An ELISA avoiding interference by heterophilic antibodies in the measurement of components of the plasminogen activation system in blood.

Endogenous heterophilic antibodies in blood are known to interfere with two-site enzyme-linked immunosorbent assays (ELISAs) evoking false positive signals. In the present study, we describe an assay for the assessment of components of the plasminogen activation system (uPA, tPA and PAI-1, and their complexes) in blood which is not susceptible to interference by heterophilic antibodies. In the ELISA format, two avian (duck, chicken) antibodies are employed in the pre-analyte and two mammalian (rabbit, goat) antibodies in the post-analyte stage. The assay is compared to our earlier reported ELISA for measuring uPA, tPA and PAI-1 components in tumor tissue extracts.

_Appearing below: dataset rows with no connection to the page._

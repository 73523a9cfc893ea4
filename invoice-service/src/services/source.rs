//! Record sources: where raw invoice rows come from.

use async_trait::async_trait;
use service_core::error::AppError;
use std::collections::HashMap;
use uuid::Uuid;

use crate::models::RawRecord;

/// Every raw row needed to render one invoice, as fetched in a single pass.
#[derive(Debug, Clone, Default, PartialEq)]
pub struct InvoiceRecords {
    pub invoice: RawRecord,
    pub customer: RawRecord,
    pub vehicle: RawRecord,
    /// Line-item rows; may be empty when items are embedded in `invoice`.
    pub items: Vec<RawRecord>,
}

/// Fetches the raw rows behind an invoice.
#[async_trait]
pub trait RecordSource: Send + Sync {
    /// `Ok(None)` when no invoice has this id.
    async fn fetch_invoice(&self, invoice_id: Uuid) -> Result<Option<InvoiceRecords>, AppError>;

    async fn health_check(&self) -> Result<(), AppError> {
        Ok(())
    }
}

/// Fixed set of records held in memory.
#[derive(Debug, Clone, Default)]
pub struct InMemorySource {
    invoices: HashMap<Uuid, InvoiceRecords>,
}

impl InMemorySource {
    pub fn new() -> Self {
        Self::default()
    }

    pub fn with_invoice(mut self, invoice_id: Uuid, records: InvoiceRecords) -> Self {
        self.invoices.insert(invoice_id, records);
        self
    }
}

#[async_trait]
impl RecordSource for InMemorySource {
    async fn fetch_invoice(&self, invoice_id: Uuid) -> Result<Option<InvoiceRecords>, AppError> {
        Ok(self.invoices.get(&invoice_id).cloned())
    }
}

#[cfg(test)]
mod tests {
    use super::*;
    use serde_json::json;

    #[test]
    fn test_in_memory_lookup() {
        let id = Uuid::new_v4();
        let records = InvoiceRecords {
            invoice: RawRecord::from(json!({ "invoice_number": "INV-7" })),
            ..Default::default()
        };
        let source = InMemorySource::new().with_invoice(id, records.clone());

        let found = tokio_test::block_on(source.fetch_invoice(id)).unwrap();
        assert_eq!(found, Some(records));

        let missing = tokio_test::block_on(source.fetch_invoice(Uuid::new_v4())).unwrap();
        assert!(missing.is_none());
        assert!(tokio_test::block_on(source.health_check()).is_ok());
    }
}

Applying the so-called “nonsense formats”, designed against non-existent components, to the NIBSC reference preparation of rheumatoid factor (RF), no response was found with the new assay, whereas a clear RF dose-dependent interfering signal was observed with the original assay designed for tumor tissue extracts. Analysis of tumor-tissue based international reference preparations (RBG EORTC 101094 and 040297), human anti-mouse antibodies (HAMA) containing sera, and sera from patients with rheumatoid arthritis (RA), also displayed no false positive signals. In conclusion, we have developed an ELISA that permits the determination of blood levels of components in the urokinase system, free from disturbance by endogenous heterophilic antibodies.